Со станции Артур быстро добрался в экипаже до дачи леди Клеверинг и по дороге сочинил небольшую речь, с которой думал обратиться к Бланш, - самую достойную, честную и благонамеренную речь, какую только мог произнести человек его склада в его обстоятельствах. Смысл ее был таков: "Бланш, я не понял из вашего последнего письма, принимаете ли вы мое прямое, искреннее предложение. Мне кажется, что вам известна причина, побудившая меня отказаться от житейских преимуществ, которые мне давал наш союз и принять которые я почел бы для себя бесчестьем. Если вы сомневаетесь в моих чувствах, я готов их доказать. Призовем Сморка, и пусть он хоть сейчас нас обвенчает; а я не пожалею сил, чтобы выполнить свой обет, лелеять вас до гроба, быть вам верным и любящим мужем".

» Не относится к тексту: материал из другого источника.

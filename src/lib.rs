pub mod api;
pub mod config;
pub mod constants;
pub mod db;
pub mod domain;
pub mod entities;
pub mod services;
pub mod state;

use std::net::SocketAddr;

use anyhow::Context;
pub use config::Config;
use tokio::signal;
use tracing::{error, info};
use tracing_subscriber::EnvFilter;

pub async fn run() -> anyhow::Result<()> {
    let config = Config::load()?;

    init_tracing(&config);

    let args: Vec<String> = std::env::args().collect();

    match args.get(1).map(String::as_str) {
        None | Some("serve" | "-s" | "--serve") => {
            // Refuse to bind anything with a missing or weak signing secret.
            config.validate().context("Invalid configuration")?;

            let prometheus_handle = if config.observability.metrics_enabled {
                use metrics_exporter_prometheus::PrometheusBuilder;
                let handle = PrometheusBuilder::new()
                    .install_recorder()
                    .context("Failed to install Prometheus recorder")?;
                info!("Prometheus metrics recorder initialized");
                Some(handle)
            } else {
                None
            };

            run_server(config, prometheus_handle).await
        }

        Some("init" | "--init") => {
            if Config::create_default_if_missing()? {
                println!("✓ Config file created. Set security.jwt_secret (or JWT_SECRET) and run again.");
            } else {
                println!("config.toml already exists, leaving it untouched.");
            }
            Ok(())
        }

        Some("help" | "-h" | "--help") => {
            print_help();
            Ok(())
        }

        Some(other) => {
            println!("Unknown command: {other}");
            println!();
            print_help();
            Ok(())
        }
    }
}

fn init_tracing(config: &Config) {
    use tracing_subscriber::{layer::SubscriberExt, util::SubscriberInitExt};

    let env_filter = EnvFilter::try_from_default_env()
        .unwrap_or_else(|_| EnvFilter::new(&config.general.log_level));

    let registry = tracing_subscriber::registry().with(env_filter);

    if config.observability.json_logs {
        registry.with(tracing_subscriber::fmt::layer().json()).init();
    } else {
        registry.with(tracing_subscriber::fmt::layer()).init();
    }
}

fn print_help() {
    println!("Gatehouse - operator authentication service");
    println!();
    println!("USAGE:");
    println!("  gatehouse [COMMAND]");
    println!();
    println!("COMMANDS:");
    println!("  serve             Run the HTTP API (default)");
    println!("  init              Create default config file");
    println!("  help              Show this help message");
    println!();
    println!("ENVIRONMENT:");
    println!("  JWT_SECRET            Token signing secret, at least 32 bytes (required)");
    println!("  DATABASE_URL          SQLite URL, e.g. sqlite:data/gatehouse.db");
    println!("  PORT                  Listen port");
    println!("  RATE_LIMIT_REQUESTS   Requests per client per window");
    println!("  LOG_LEVEL             Log filter when RUST_LOG is unset");
}

async fn run_server(
    config: Config,
    prometheus_handle: Option<metrics_exporter_prometheus::PrometheusHandle>,
) -> anyhow::Result<()> {
    info!("Gatehouse v{} starting...", env!("CARGO_PKG_VERSION"));

    let port = config.server.port;
    let sweep_interval = config.rate_limit.sweep_interval();

    let api_state = api::create_app_state_from_config(config, prometheus_handle).await?;
    let sweeper = api_state.rate_limiter().spawn_sweeper(sweep_interval);

    let app = api::router(api_state);
    let addr = format!("0.0.0.0:{port}");
    let listener = tokio::net::TcpListener::bind(&addr)
        .await
        .with_context(|| format!("Failed to bind {addr}"))?;

    info!("Web server running at http://{}", addr);

    let served = axum::serve(
        listener,
        app.into_make_service_with_connect_info::<SocketAddr>(),
    )
    .with_graceful_shutdown(shutdown_signal())
    .await;

    sweeper.shutdown().await;
    info!("Server stopped");

    served.context("Web server error")
}

async fn shutdown_signal() {
    match signal::ctrl_c().await {
        Ok(()) => info!("Shutdown signal received"),
        Err(e) => {
            error!("Error listening for shutdown: {}", e);
            std::future::pending::<()>().await;
        }
    }
}
use anyhow::{Context, Result};
use async_trait::async_trait;
use chrono::{DateTime, Utc};
use sea_orm::{ColumnTrait, DatabaseConnection, EntityTrait, QueryFilter, Set};

use crate::domain::{OperatorAccount, OperatorId, OperatorStore, StoredOperator};
use crate::entities::{operators, prelude::*};

/// SQL-backed implementation of the operator store port.
pub struct SeaOrmOperatorStore {
    conn: DatabaseConnection,
}

impl SeaOrmOperatorStore {
    #[must_use]
    pub const fn new(conn: DatabaseConnection) -> Self {
        Self { conn }
    }

    fn map_model(model: operators::Model) -> Result<OperatorAccount> {
        Ok(OperatorAccount::restore(StoredOperator {
            id: model.id,
            created_at: parse_timestamp(&model.created_at)?,
            updated_at: parse_timestamp(&model.updated_at)?,
            username: model.username,
            email: model.email,
            password_hash: model.password_hash,
            active: model.active,
        }))
    }
}

fn parse_timestamp(raw: &str) -> Result<DateTime<Utc>> {
    DateTime::parse_from_rfc3339(raw)
        .map(|dt| dt.with_timezone(&Utc))
        .with_context(|| format!("Invalid stored timestamp: {raw}"))
}

#[async_trait]
impl OperatorStore for SeaOrmOperatorStore {
    async fn save(&self, account: &OperatorAccount) -> Result<OperatorId> {
        let active_model = operators::ActiveModel {
            username: Set(account.username().to_string()),
            email: Set(account.email().to_string()),
            password_hash: Set(account.password_hash().to_string()),
            active: Set(account.is_active()),
            created_at: Set(account.created_at().to_rfc3339()),
            updated_at: Set(account.updated_at().to_rfc3339()),
            ..Default::default()
        };

        let res = Operators::insert(active_model)
            .exec(&self.conn)
            .await
            .context("Failed to insert operator")?;

        Ok(OperatorId::new(res.last_insert_id))
    }

    async fn find_by_username(&self, username: &str) -> Result<Option<OperatorAccount>> {
        let model = Operators::find()
            .filter(operators::Column::Username.eq(username))
            .one(&self.conn)
            .await
            .context("Failed to query operator by username")?;

        model.map(Self::map_model).transpose()
    }

    async fn find_by_email(&self, email: &str) -> Result<Option<OperatorAccount>> {
        let model = Operators::find()
            .filter(operators::Column::Email.eq(email))
            .one(&self.conn)
            .await
            .context("Failed to query operator by email")?;

        model.map(Self::map_model).transpose()
    }

    async fn find_by_id(&self, id: OperatorId) -> Result<Option<OperatorAccount>> {
        let model = Operators::find_by_id(id.value())
            .one(&self.conn)
            .await
            .context("Failed to query operator by ID")?;

        model.map(Self::map_model).transpose()
    }
}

Артур выскочил из экипажа и взбежал на крыльцо, где его встретил незнакомый слуга. Тот, казалось, удивился появлению джентльмена с саквояжем и не сделал попытки освободить Артура от его ноши.

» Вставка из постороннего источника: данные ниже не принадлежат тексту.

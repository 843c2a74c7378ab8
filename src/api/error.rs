use axum::{
    Json,
    http::{HeaderValue, StatusCode, header},
    response::{IntoResponse, Response},
};
use std::fmt;
use std::time::Duration;

use super::ApiResponse;
use crate::services::AuthError;

#[derive(Debug)]
pub enum ApiError {
    BadRequest(String),

    ValidationError(String),

    Conflict(String),

    Unauthorized(String),

    NotFound(String),

    TooManyRequests { retry_after: Duration },

    InternalError(String),
}

impl fmt::Display for ApiError {
    fn fmt(&self, f: &mut fmt::Formatter<'_>) -> fmt::Result {
        match self {
            Self::BadRequest(msg) => write!(f, "Bad request: {msg}"),
            Self::ValidationError(msg) => write!(f, "Validation error: {msg}"),
            Self::Conflict(msg) => write!(f, "Conflict: {msg}"),
            Self::Unauthorized(msg) => write!(f, "Unauthorized: {msg}"),
            Self::NotFound(msg) => write!(f, "Not found: {msg}"),
            Self::TooManyRequests { retry_after } => {
                write!(f, "Rate limited, retry after {}s", retry_after_secs(*retry_after))
            }
            Self::InternalError(msg) => write!(f, "Internal error: {msg}"),
        }
    }
}

impl std::error::Error for ApiError {}

impl IntoResponse for ApiError {
    fn into_response(self) -> Response {
        let (status, error_message) = match &self {
            Self::BadRequest(msg) => (StatusCode::BAD_REQUEST, msg.clone()),
            Self::ValidationError(msg) => (StatusCode::UNPROCESSABLE_ENTITY, msg.clone()),
            Self::Conflict(msg) => (StatusCode::CONFLICT, msg.clone()),
            Self::Unauthorized(msg) => (StatusCode::UNAUTHORIZED, msg.clone()),
            Self::NotFound(msg) => (StatusCode::NOT_FOUND, msg.clone()),
            Self::TooManyRequests { retry_after } => {
                let body = ApiResponse::<()>::error("rate_limit_exceeded");
                let mut response = (StatusCode::TOO_MANY_REQUESTS, Json(body)).into_response();
                response.headers_mut().insert(
                    header::RETRY_AFTER,
                    HeaderValue::from(retry_after_secs(*retry_after)),
                );
                return response;
            }
            Self::InternalError(msg) => {
                tracing::error!("Internal error: {}", msg);
                (
                    StatusCode::INTERNAL_SERVER_ERROR,
                    "An internal error occurred".to_string(),
                )
            }
        };

        let body = ApiResponse::<()>::error(error_message);
        (status, Json(body)).into_response()
    }
}

impl From<AuthError> for ApiError {
    fn from(err: AuthError) -> Self {
        match err {
            AuthError::Validation(_) => Self::ValidationError(err.to_string()),
            AuthError::UsernameTaken | AuthError::EmailTaken => Self::Conflict(err.to_string()),
            AuthError::InvalidCredentials | AuthError::InactiveAccount => {
                Self::Unauthorized(err.to_string())
            }
            AuthError::OperatorNotFound => Self::NotFound(err.to_string()),
            AuthError::Infrastructure(msg) => Self::InternalError(msg.to_string()),
        }
    }
}

impl ApiError {
    pub fn unauthorized() -> Self {
        Self::Unauthorized("Invalid or expired token".to_string())
    }

    pub fn bad_request(msg: impl Into<String>) -> Self {
        Self::BadRequest(msg.into())
    }
}

/// Whole seconds until the window reopens, never less than one.
fn retry_after_secs(retry_after: Duration) -> u64 {
    let secs = retry_after.as_secs() + u64::from(retry_after.subsec_nanos() > 0);
    secs.max(1)
}

#[cfg(test)]
mod tests {
    use super::*;
    use crate::domain::ValidationError;

    #[test]
    fn test_auth_error_status_mapping() {
        let cases = [
            (
                AuthError::Validation(ValidationError::EmailRequired),
                StatusCode::UNPROCESSABLE_ENTITY,
            ),
            (AuthError::UsernameTaken, StatusCode::CONFLICT),
            (AuthError::EmailTaken, StatusCode::CONFLICT),
            (AuthError::InvalidCredentials, StatusCode::UNAUTHORIZED),
            (AuthError::InactiveAccount, StatusCode::UNAUTHORIZED),
            (AuthError::OperatorNotFound, StatusCode::NOT_FOUND),
            (
                AuthError::Infrastructure("failed to create operator"),
                StatusCode::INTERNAL_SERVER_ERROR,
            ),
        ];

        for (err, expected) in cases {
            let response = ApiError::from(err).into_response();
            assert_eq!(response.status(), expected);
        }
    }

    #[test]
    fn test_too_many_requests_sets_retry_after() {
        let response = ApiError::TooManyRequests {
            retry_after: Duration::from_millis(40_500),
        }
        .into_response();

        assert_eq!(response.status(), StatusCode::TOO_MANY_REQUESTS);
        assert_eq!(response.headers()[header::RETRY_AFTER], "41");
    }

    #[test]
    fn test_retry_after_never_zero() {
        assert_eq!(retry_after_secs(Duration::ZERO), 1);
        assert_eq!(retry_after_secs(Duration::from_secs(60)), 60);
    }
}
use axum::{
    Json,
    extract::{MatchedPath, Request, State},
    http::{HeaderValue, StatusCode},
    middleware::Next,
    response::{IntoResponse, Response},
};
use std::sync::Arc;
use std::time::Instant;
use tracing::{Instrument, info, info_span};
use uuid::Uuid;

use super::{AppState, HealthResponse};

pub async fn health() -> Json<HealthResponse> {
    Json(HealthResponse { status: "ok" })
}

pub async fn get_metrics(State(state): State<Arc<AppState>>) -> Response {
    state.prometheus_handle.as_ref().map_or_else(
        || (StatusCode::NOT_FOUND, "Metrics not enabled").into_response(),
        |handle| handle.render().into_response(),
    )
}

pub async fn logging_middleware(req: Request, next: Next) -> Response {
    let start = Instant::now();
    let request_id = Uuid::new_v4().to_string();

    let method = req.method().to_string();
    let uri = req.uri().path().to_string();

    let matched_path = req
        .extensions()
        .get::<MatchedPath>()
        .map(|mp| mp.as_str().to_string());

    let user_agent = req
        .headers()
        .get("user-agent")
        .and_then(|h| h.to_str().ok())
        .unwrap_or("unknown")
        .to_string();

    let span = info_span!(
        "request",
        request_id = %request_id,
        method = %method,
        path = %uri,
        route = matched_path.clone(),
        user_id = tracing::field::Empty,
    );

    async move {
        let response = next.run(req).await;

        let duration_ms = u64::try_from(start.elapsed().as_millis()).unwrap_or(u64::MAX);
        let status = response.status().as_u16();

        let outcome = match status {
            500.. => "error",
            400.. => "client_error",
            _ => "success",
        };

        // Label by route template where known to bound cardinality.
        let metrics_path = matched_path.as_deref().unwrap_or(&uri);

        let labels = [
            ("method", method.clone()),
            ("path", metrics_path.to_string()),
            ("status", status.to_string()),
        ];

        metrics::counter!("http_requests_total", &labels).increment(1);
        metrics::histogram!("http_request_duration_seconds", &labels)
            .record(start.elapsed().as_secs_f64());

        info!(
            event = "http_request_finished",
            duration_ms = duration_ms,
            status_code = status,
            user_agent = %user_agent,
            outcome = %outcome,
            "Request finished"
        );

        response
    }
    .instrument(span)
    .await
}

pub async fn security_headers_middleware(req: Request, next: Next) -> Response {
    let mut response = next.run(req).await;
    let headers = response.headers_mut();

    headers.insert(
        "x-content-type-options",
        HeaderValue::from_static("nosniff"),
    );
    headers.insert("x-frame-options", HeaderValue::from_static("DENY"));
    headers.insert("referrer-policy", HeaderValue::from_static("no-referrer"));
    headers.insert("cache-control", HeaderValue::from_static("no-store"));
    headers.insert(
        "content-security-policy",
        HeaderValue::from_static("default-src 'none'; frame-ancestors 'none'"),
    );

    response
}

- Миледи нет дома, сэр, - сказал он.

- Я мистер Пенденнис. А где Лайтфут?

- Лайтфут здесь больше не служит. Миледи уехала, и мне не приказано...

- Я слышу в гостиной голос мисс Амори, - сказал Артур. - Будьте добры, отнесите мои вещи наверх. - И, миновав слугу, он направился прямо в гостиную, откуда неслись мелодичные рулады, и отворил дверь.

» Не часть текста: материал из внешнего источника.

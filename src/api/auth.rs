use axum::{
    Extension, Json,
    extract::{Request, State, rejection::JsonRejection},
    http::{HeaderMap, StatusCode, header},
    middleware::Next,
    response::Response,
};
use std::sync::Arc;

use super::{
    ApiError, ApiResponse, AppState, LoginRequest, LoginResponse, RegisterRequest,
    RegisterResponse,
};
use crate::services::{OperatorProfile, TokenClaims};

// ============================================================================
// Middleware
// ============================================================================

/// Requires `Authorization: Bearer <token>` with a token that verifies.
///
/// A missing header, another scheme and a bad token all get the same 401. On
/// success the verified claims are available to handlers as an extension.
pub async fn require_bearer(
    State(state): State<Arc<AppState>>,
    mut request: Request,
    next: Next,
) -> Result<Response, ApiError> {
    let token = bearer_token(request.headers()).ok_or_else(ApiError::unauthorized)?;

    let claims = state
        .tokens()
        .verify(token)
        .map_err(|_| ApiError::unauthorized())?;

    tracing::Span::current().record("user_id", claims.subject_id.value());
    request.extensions_mut().insert(claims);

    Ok(next.run(request).await)
}

fn bearer_token(headers: &HeaderMap) -> Option<&str> {
    let value = headers.get(header::AUTHORIZATION)?.to_str().ok()?;
    let (scheme, token) = value.split_once(' ')?;

    if !scheme.eq_ignore_ascii_case("Bearer") {
        return None;
    }

    let token = token.trim();
    (!token.is_empty()).then_some(token)
}

// ============================================================================
// Handlers
// ============================================================================

/// POST /auth/register
pub async fn register(
    State(state): State<Arc<AppState>>,
    payload: Result<Json<RegisterRequest>, JsonRejection>,
) -> Result<(StatusCode, Json<ApiResponse<RegisterResponse>>), ApiError> {
    let Json(payload) = payload.map_err(|e| {
        tracing::warn!("Register rejected: {}", e.body_text());
        ApiError::bad_request(format!("Invalid request body: {}", e.body_text()))
    })?;

    let id = state
        .auth_service()
        .register(&payload.username, &payload.email, &payload.password)
        .await?;

    Ok((
        StatusCode::CREATED,
        Json(ApiResponse::success(RegisterResponse {
            id,
            message: "Operator registered successfully".to_string(),
        })),
    ))
}

/// POST /auth/login
pub async fn login(
    State(state): State<Arc<AppState>>,
    payload: Result<Json<LoginRequest>, JsonRejection>,
) -> Result<Json<ApiResponse<LoginResponse>>, ApiError> {
    let Json(payload) = payload.map_err(|e| {
        tracing::warn!("Login rejected: {}", e.body_text());
        ApiError::bad_request(format!("Invalid request body: {}", e.body_text()))
    })?;

    let token = state
        .auth_service()
        .login(&payload.username, &payload.password)
        .await?;

    Ok(Json(ApiResponse::success(LoginResponse {
        token,
        message: "Login successful".to_string(),
    })))
}

/// GET /auth/me
pub async fn me(
    State(state): State<Arc<AppState>>,
    Extension(claims): Extension<TokenClaims>,
) -> Result<Json<ApiResponse<OperatorProfile>>, ApiError> {
    let profile = state.auth_service().get_operator(claims.subject_id).await?;
    Ok(Json(ApiResponse::success(profile)))
}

Маленькая сирена, сидя за фортепьяно, пела во всю силу своего голоса и обольстительности. На диване спал ее братец, глубоко равнодушный к этой музыке; зато джентльмен, сидевший подле Бланш, был совершенно заворожен меланхолической и страстной мелодией, которую она выводила.

Когда дверь отворилась, джентльмен с возгласом удивления вскочил на ноги; певица, сорвавшись на высокой ноте, умолкла; Фрэнк Клеверинг проснулся, а Пен вошел в комнату и сказал:

- Как, это Фокер? Здорово, Фокер.

Он взглянул на фортепьяно: перед мисс Амори лежал точно такой же вишневый кожаный футляр, какой он видел в руке у Гарри три дня назад, когда наследник Логвуда выходил из лавки ювелира на Ватерлоо-Плейс. Футляр был открыт, и в нем, обвившись вокруг белой атласной подушечки, лежал браслет -

роскошный браслет-змейка с горящей рубиновой головкой и брильянтовым хвостом.

- Здравствуй, Пенденнис, - сказал Фокер. Бланш проделала ряд телодвижений, обнаружила признаки удовольствия и замешательства. И еще она набросила платок на футляр с браслетом, а потом пошла навстречу Пену, протягивая ему заметно дрожащую руку.

- Как поживает наша душечка Лора? - спросила она.

Физиономию Фокера над его строгим траурным сюртуком - эту жалкую, испуганную физиономию воображение читателя должно нарисовать без нашей помощи, так же как и лицо юного Фрэнка, который, бросив на интересное трио взгляд, исполненный невыразимого лукавства, успел только воскликнуть: "Вот так штука!" - и убежал, давясь от смеха.

Пен и сам едва сдерживался, а теперь, глядя на пылающие уши и щеки бедного Фокера, разразился хохотом, таким неистовым и громким, что он напугал Бланш куда больше, чем любые попреки и угрозы.

- Так вот где собака зарыта! Фокер, голубчик, не надо краснеть и отворачиваться. Ты же непревзойденный образец верности. Могу ли я быть преградой между Бланш и таким постоянством - между мисс Амори и пятнадцатью тысячами годовых?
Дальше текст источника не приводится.